ECM Records – ECM 2307 – 2013
Arild Andersen: contrabbasso, elettroniche
Paolo Vinaccia: batteria
Tommy Smith: sax tenore, shakuhachi
Difficile non riandare con la memoria a quell’evento di spettacolare ispirazione, nonché di grande portata stilistica, che fu Live in Belleville (registrato nel 2007 con materiali dedicati al centenario dell’indipendenza norvegese), prova di sostanza e persuasiva con coerenza già dalle prime battute, che fissava questa formazione quale ancorata e messianica certezza nella dimensione del sax-trio.
Le impressioni (invero diffuse) di “ridimensionate energie”, per quanto attiene alla dominante tempra di questa nuova incisione, imputabili in parte alla dimensione di studio di Mira, in definitiva riescono di limitata rilevanza nell’apprezzamento della stessa: se apparentemente non funge da sequel sul piano caratteriale, l’ascolto è però non meno sorprendente.
La combinazione tra lirismo e fisicità, certamente calibrata, sembra palesarsi con qualche squilibrio a favore del primo, privilegiando ispirazione istantanea e cantabilità densa al gioco di masse, comunque non minimo e sempre funzionale.

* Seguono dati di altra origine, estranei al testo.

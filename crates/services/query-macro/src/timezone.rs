//! Resolution of the `USER_TIMEZONE` macro argument.

use std::fmt;
use std::sync::Arc;

use chrono_tz::Tz;
use common::{AppError, AppResult};
use domain::{DomainError, UserSessionSource, USER_TIMEZONE_TOKEN};

/// Resolves the time zone a macro should compute boundaries in.
#[derive(Clone, Default)]
pub struct TimeZoneResolver {
    sessions: Option<Arc<dyn UserSessionSource>>,
}

impl TimeZoneResolver {
    pub fn new(sessions: Option<Arc<dyn UserSessionSource>>) -> Self {
        Self { sessions }
    }

    pub fn with_sessions(sessions: Arc<dyn UserSessionSource>) -> Self {
        Self::new(Some(sessions))
    }

    /// Time zone named by `args[pos]`.
    ///
    /// Only the `USER_TIMEZONE` token is recognized; it yields the current
    /// session's client time zone. `None` is returned for any other value,
    /// a missing position, or a session without a client zone.
    ///
    /// # Errors
    /// `Configuration` when the token is used but no session source is set.
    pub fn resolve(&self, args: &[&str], pos: usize) -> AppResult<Option<Tz>> {
        let Some(arg) = args.get(pos) else {
            return Ok(None);
        };
        if !arg.trim().eq_ignore_ascii_case(USER_TIMEZONE_TOKEN) {
            return Ok(None);
        }

        let sessions = self.sessions.as_ref().ok_or_else(|| {
            AppError::configuration(format!(
                "{} requires a user session source",
                USER_TIMEZONE_TOKEN
            ))
        })?;

        // The session may end between the check and the fetch
        if !sessions.check_current_user_session() {
            return Ok(None);
        }
        match sessions.user_session() {
            Ok(session) => Ok(session.time_zone()),
            Err(DomainError::NotFound(_)) => Ok(None),
            Err(e) => Err(e.into()),
        }
    }
}

impl fmt::Debug for TimeZoneResolver {
    fn fmt(&self, f: &mut fmt::Formatter<'_>) -> fmt::Result {
        f.debug_struct("TimeZoneResolver")
            .field("sessions", &self.sessions.is_some())
            .finish()
    }
}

Arduamente descrivibili ma comunque di somma plasticità le fogge del basso di Andersen, mirabile per senso scultoreo e graziato da vivido respiro, giocando tra sortite decise e sornione prese di distanza, dominante ma non unico tratto conduttore dell’incisione, attraversata dal controcanto di lignea timbrica del tenore, pervaso sia da sintonie lunari che strida viscerali, sublimando linguaggi di strada e spesso introducendo sinuose seduttività orientaliste (certo non confinate all’impiego del pur pittoresco shakuhachi), raccordando cadenze e dialoghi sulla punteggiature e le articolazioni del drumming, attento, sensibile e veemente a seconda dell’esigenza figurativa del momento.
Sommamente abili a stupire per l’eccelsa definizione di corpo e la plastica eloquenza, i tre si attestano attori completi, riservando magari una posizione di mattatore al titolare-regista che lega e cementa il tutto con la calda pressione delle sue note basse e insieme, con impulsività stimolante e di grande contagiosità fisica, concorrono a tratteggiare una nuova “forma (pressoché) perfetta” del sax-trio.
Musicanti completi di quell’antica razza privilegiata da un istinto puro per il senso dell’espressione senza tempo, i tre concretizzano e animano un’opera compatta che non scalza la miliarità della rocciosa, prima esperienza: a Mira si può condonare una condotta apparentemente più formale rispetto al precedente episodio, per il suo stagliarsi come opera di vincente impegno (e ingegno) collettivo che mai abiura a tensioni drammatiche o istinto spettacolare.